Behind her wit lies a will of steel – and behind that, a scared little girl who’s been in the public eye since her teens and doesn’t believe that she deserves good things to happen to her.
She told me she had tried rehab and decided it wasn’t for her, so I asked her why she thought people went to the Priory. “To get crack, obviously!” she beamed. We were backstage at Sharon Osbourne’s TV show, on which Amy would perform, but her whole day was distracted by the need for the vodka. “’Appy times!” she announced when the vodka finally arrived, and poured herself and Blake [Fielder-Civil] a large one. Later, back in her garrulous mode, she told me that she was a violent, terrible drunk, that since meeting Blake she had drunk every day, that she was living a double life by cheating on her boyfriend at the time with Blake. She admitted to eating disorders and an addictive personality, that she was even addicted to the rowing machine at the gym.
— SOPHIE HEAWOOD

From Grammys to grams
September 14, 1983 Born in Southgate, London, her father a London cabbie and her mother a pharmacist. Family had a history of jazz musicians.
1992 Parents divorce.
1993 Forms a rap group, Sweet ’n Sour, with a school friend.
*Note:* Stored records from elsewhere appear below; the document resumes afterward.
use crate::records::RunId;
use chrono::{DateTime, Utc};
use serde::{Deserialize, Serialize};

/// Opaque instrument identifier, e.g. an exchange symbol or contract code.
pub type InstrumentId = String;

#[derive(Debug, Clone, Copy, PartialEq, Eq, Hash, Serialize, Deserialize)]
#[serde(rename_all = "UPPERCASE")]
pub enum Side {
    Buy,
    Sell,
}

/// A fill. `qty` is always positive; `side` carries the direction.
#[derive(Debug, Clone, PartialEq, Serialize, Deserialize)]
pub struct Trade {
    pub instrument_id: InstrumentId,
    pub ts_utc: DateTime<Utc>,
    pub side: Side,
    pub qty: f64,
    /// Quote currency per unit
    pub price: f64,
    /// Quote currency, charged against realized P&L
    #[serde(default)]
    pub fees: f64,
    #[serde(default)]
    pub venue: Option<String>,
    #[serde(default)]
    pub trade_id: Option<String>,
}

impl Trade {
    pub fn new(
        instrument_id: impl Into<InstrumentId>,
        ts_utc: DateTime<Utc>,
        side: Side,
        qty: f64,
        price: f64,
    ) -> Self {
        Self {
            instrument_id: instrument_id.into(),
            ts_utc,
            side,
            qty,
            price,
            fees: 0.0,
            venue: None,
            trade_id: None,
        }
    }

    pub fn with_fees(mut self, fees: f64) -> Self {
        self.fees = fees;
        self
    }

    pub fn with_trade_id(mut self, trade_id: impl Into<String>) -> Self {
        self.trade_id = Some(trade_id.into());
        self
    }
}

/// Open inventory bought at one price. Cost excludes fees.
#[derive(Debug, Clone, PartialEq, Serialize, Deserialize)]
pub struct Lot {
    pub instrument_id: InstrumentId,
    pub ts_utc: DateTime<Utc>,
    pub qty: f64,
    pub cost_per_unit: f64,
    pub source_trade_id: Option<String>,
}

#[derive(Debug, Clone, PartialEq, Serialize, Deserialize)]
pub struct RealizedPnl {
    pub instrument_id: InstrumentId,
    /// Net of all fees
    pub realized: f64,
    pub fees: f64,
}

#[derive(Debug, Clone, PartialEq, Serialize, Deserialize)]
pub struct UnrealizedPnl {
    pub instrument_id: InstrumentId,
    pub unrealized: f64,
    pub mark_price: f64,
}

/// Realized plus unrealized P&L of one instrument, marked at a stored pricing run.
#[derive(Debug, Clone, PartialEq, Serialize, Deserialize)]
pub struct PnlSummary {
    pub instrument_id: InstrumentId,
    pub mark_run_id: RunId,
    pub mark_price: f64,
    pub realized: RealizedPnl,
    pub unrealized: UnrealizedPnl,
    pub net: f64,
}

#[derive(Debug, Clone, PartialEq, thiserror::Error)]
#[non_exhaustive]
pub enum PortfolioError {
    #[error("{0} is empty")]
    Empty(&'static str),

    #[error("expected a single instrument {expected}, found {found}")]
    MixedInstruments {
        expected: InstrumentId,
        found: InstrumentId,
    },

    #[error("{field} must be {rule}, got {value}")]
    InvalidInput {
        field: &'static str,
        rule: &'static str,
        value: f64,
    },

    #[error("sell of {requested} exceeds available inventory {available} under FIFO")]
    Inventory { requested: f64, available: f64 },

    #[error("mark run not found: {0}")]
    MarkNotFound(RunId),
}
1995 Attends the Sylvia Young Theatre School.
1997 Expelled for piercing her nose. Goes to the BRIT school in Croydon. She starts writing music, experimenting with drugs and working part-time as a showbiz journalist.
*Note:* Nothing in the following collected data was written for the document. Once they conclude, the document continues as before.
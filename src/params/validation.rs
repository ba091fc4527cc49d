//! Input validation for the pricing engine and surface generator.
//!
//! Checks run in a fixed order and stop at the first failure:
//! 1. every required field is present,
//! 2. every field is finite,
//! 3. S, K, T and σ are strictly positive,
//! 4. every field lies inside its configured [`ParamBounds`] range.

use crate::params::config::ParamBounds;
use crate::params::types::{Field, ParameterRecord, RawParams};
use thiserror::Error;

/// Why an input was rejected. Always names the offending field.
#[derive(Debug, Clone, PartialEq, Error)]
#[non_exhaustive]
pub enum ValidationError {
    #[error("{field} is required")]
    Missing { field: Field },

    #[error("{field} must be finite, got {value}")]
    NonFinite { field: Field, value: f64 },

    #[error("{field} must be > 0, got {value}")]
    NonPositive { field: Field, value: f64 },

    #[error("{field} = {value} is outside the allowed range [{min}, {max}]")]
    OutOfRange {
        field: Field,
        value: f64,
        min: f64,
        max: f64,
    },

    #[error("{field} axis must be non-empty")]
    EmptyAxis { field: Field },

    #[error("{field} axis has {len} points, more than the limit of {max}")]
    AxisTooLong { field: Field, len: usize, max: usize },
}

impl ValidationError {
    /// The field the error refers to.
    pub fn field(&self) -> Field {
        match self {
            ValidationError::Missing { field }
            | ValidationError::NonFinite { field, .. }
            | ValidationError::NonPositive { field, .. }
            | ValidationError::OutOfRange { field, .. }
            | ValidationError::EmptyAxis { field }
            | ValidationError::AxisTooLong { field, .. } => *field,
        }
    }
}

const REQUIRED: [Field; 5] = [
    Field::Spot,
    Field::Strike,
    Field::Time,
    Field::Volatility,
    Field::Rate,
];

const ALL_INPUTS: [Field; 6] = [
    Field::Spot,
    Field::Strike,
    Field::Time,
    Field::Volatility,
    Field::Rate,
    Field::DividendYield,
];

const STRICTLY_POSITIVE: [Field; 4] = [Field::Spot, Field::Strike, Field::Time, Field::Volatility];

/// Turns [`RawParams`] into [`ParameterRecord`]s under a fixed set of bounds.
#[derive(Debug, Clone, Copy, Default, PartialEq)]
pub struct Validator {
    bounds: ParamBounds,
}

impl Validator {
    pub fn new(bounds: ParamBounds) -> Self {
        Self { bounds }
    }

    pub fn bounds(&self) -> &ParamBounds {
        &self.bounds
    }

    /// Validate raw inputs. No partial record is ever produced.
    pub fn validate(&self, raw: &RawParams) -> Result<ParameterRecord, ValidationError> {
        for field in REQUIRED {
            if raw.get(field).is_none() {
                return Err(ValidationError::Missing { field });
            }
        }

        let value = |field: Field| raw.get(field).unwrap_or(0.0);

        for field in ALL_INPUTS {
            let v = value(field);
            if !v.is_finite() {
                return Err(ValidationError::NonFinite { field, value: v });
            }
        }

        for field in STRICTLY_POSITIVE {
            let v = value(field);
            if v <= 0.0 {
                return Err(ValidationError::NonPositive { field, value: v });
            }
        }

        for field in ALL_INPUTS {
            let v = value(field);
            if let Some(bound) = self.bounds.get(field) {
                if !bound.contains(v) {
                    return Err(ValidationError::OutOfRange {
                        field,
                        value: v,
                        min: bound.min,
                        max: bound.max,
                    });
                }
            }
        }

        Ok(ParameterRecord::new_unchecked(
            value(Field::Spot),
            value(Field::Strike),
            value(Field::Time),
            value(Field::Volatility),
            value(Field::Rate),
            value(Field::DividendYield),
        ))
    }

    /// Derive a record from `base` with spot and volatility replaced, re-running
    /// every check on the result.
    pub fn shock(
        &self,
        base: &ParameterRecord,
        spot: f64,
        vol: f64,
    ) -> Result<ParameterRecord, ValidationError> {
        self.validate(&base.shocked(spot, vol))
    }

    /// Check a single axis value in isolation, reporting errors against `field`.
    pub(crate) fn check_axis_value(&self, field: Field, v: f64) -> Result<(), ValidationError> {
        if !v.is_finite() {
            return Err(ValidationError::NonFinite { field, value: v });
        }
        if v <= 0.0 {
            return Err(ValidationError::NonPositive { field, value: v });
        }
        if let Some(bound) = self.bounds.get(field) {
            if !bound.contains(v) {
                return Err(ValidationError::OutOfRange {
                    field,
                    value: v,
                    min: bound.min,
                    max: bound.max,
                });
            }
        }
        Ok(())
    }
}

/// Validate with the default bounds.
pub fn validate(raw: &RawParams) -> Result<ParameterRecord, ValidationError> {
    Validator::default().validate(raw)
}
2000 Her on/off boyfriend, soul singer Tyler James, plays her tape to his manager and she secures a record deal with Island/Universal.
October 2003 Releases debut album, Frank.
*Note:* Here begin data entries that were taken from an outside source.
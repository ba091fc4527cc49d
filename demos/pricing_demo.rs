// demos/pricing_demo.rs

//! Walk through the pricer end to end
//!
//! This demo shows how to:
//! 1. Validate inputs and price a call and a put with Greeks
//! 2. See a rejected input and the field it names
//! 3. Build a value surface on the default grid and derive position P&L
//! 4. Persist a run and replay it
//!
//! Set `RUST_LOG=bsm_surface=debug` to see the library's trace events.

use anyhow::Result;
use bsm_surface::{
    default_configs, price_checked, price_checked_pair, InMemoryRepo, OptionType, PnLSurface,
    PointOptions, Position, PricingService, RawParams, SurfaceGenerator,
};
use tracing_subscriber::EnvFilter;

fn main() -> Result<()> {
    tracing_subscriber::fmt()
        .with_env_filter(EnvFilter::from_default_env())
        .init();

    println!("Black-Scholes-Merton Pricing Demo");
    println!("=================================");

    let config = default_configs::standard();
    let raw = config.defaults.to_raw();

    println!("\nStep 1: Pricing the default scenario...");
    println!(
        "  S={:?} K={:?} T={:?} sigma={:?} r={:?}",
        raw.spot, raw.strike, raw.time, raw.vol, raw.rate
    );
    let (call, put) = price_checked_pair(&raw)?;
    println!(
        "  {:<6} {:>10} {:>9} {:>9} {:>10} {:>10} {:>10}",
        "", "value", "delta", "gamma", "theta/d", "vega/pt", "rho"
    );
    for r in [call, put] {
        println!(
            "  {:<6} {:>10.4} {:>9.4} {:>9.5} {:>10.4} {:>10.4} {:>10.4}",
            r.option_type.to_string(),
            r.value,
            r.delta,
            r.gamma,
            r.theta_per_day(),
            r.vega_per_point(),
            r.rho
        );
    }

    println!("\nStep 2: Rejecting bad inputs...");
    let bad = RawParams {
        vol: Some(0.0),
        ..raw
    };
    match price_checked(&bad, OptionType::Call) {
        Ok(_) => println!("  unexpectedly accepted"),
        Err(e) => println!("  rejected {}: {}", e.field(), e),
    }

    println!("\nStep 3: Building the default surface...");
    let base = bsm_surface::validate(&raw)?;
    let generator = SurfaceGenerator::new(&config);
    let surface = generator.build_default_grid(&base, OptionType::Call)?;
    let (rows, cols) = surface.shape();
    println!("  {} spot steps × {} vol steps", rows, cols);

    let (i0, j0) = surface.reference_index(base.spot(), base.vol());
    if let Some(pnl) = PnLSurface::from_reference(&surface, i0, j0, Position::Long) {
        let pnl = pnl?;
        let (lo, hi) = pnl.range();
        println!(
            "  long call, premium {:.4} (cell {}, {}): P&L from {:.2} to {:.2}",
            pnl.premium(),
            i0,
            j0,
            lo,
            hi
        );
    }

    println!("\nStep 4: Persisting and replaying a run...");
    let service = PricingService::with_config(InMemoryRepo::new(), &config);
    let run = service.run_point(&raw, OptionType::Put, PointOptions::default())?;
    let replayed = service.replay(run.run_id)?;
    println!(
        "  run {} stored {:.6}, replayed {:.6}, identical: {}",
        run.run_id,
        run.outputs.value(),
        replayed.value,
        replayed == run.outputs.result
    );

    Ok(())
}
2004 Nominated for two Brit awards. Winehouse is nominated for a Mercury Music prize and wins an Ivor Novello award.
October 2006 Her second album, Back to Black, is released in the UK and goes to No 1 in the UK album chart numerous times, and enters at No 7 on the Billboard 200 in the US, the highest debut entry for an album by a British female solo artist.
October 2006 Winehouse admits previous problems with drink and eating disorders.
May 2007 Winehouse’s single Rehab wins an Ivor Novello. She marries her on/off boyfriend Blake Fielder-Civil six weeks after reuniting, in Miami, Florida.
August 2007 Winehouse drops out of European tour. She and her husband are photographed looking battered and bloody, allegedly after a row spiralled out of control.
October 2007 The couple spend a night in a Norway jail after being arrested for marijuana possession. They are released the next day and fined about £350.
November 2007 Winehouse’s husband, Blake Fielder-Civil, is charged with perverting the course of justice and GBH in relation to an incident in a pub.
December 2007 She’s arrested over an alleged £200,000 bribery plot involving her husband’s case. She’s later cleared.
January 2008 Nominated for six Grammy awards.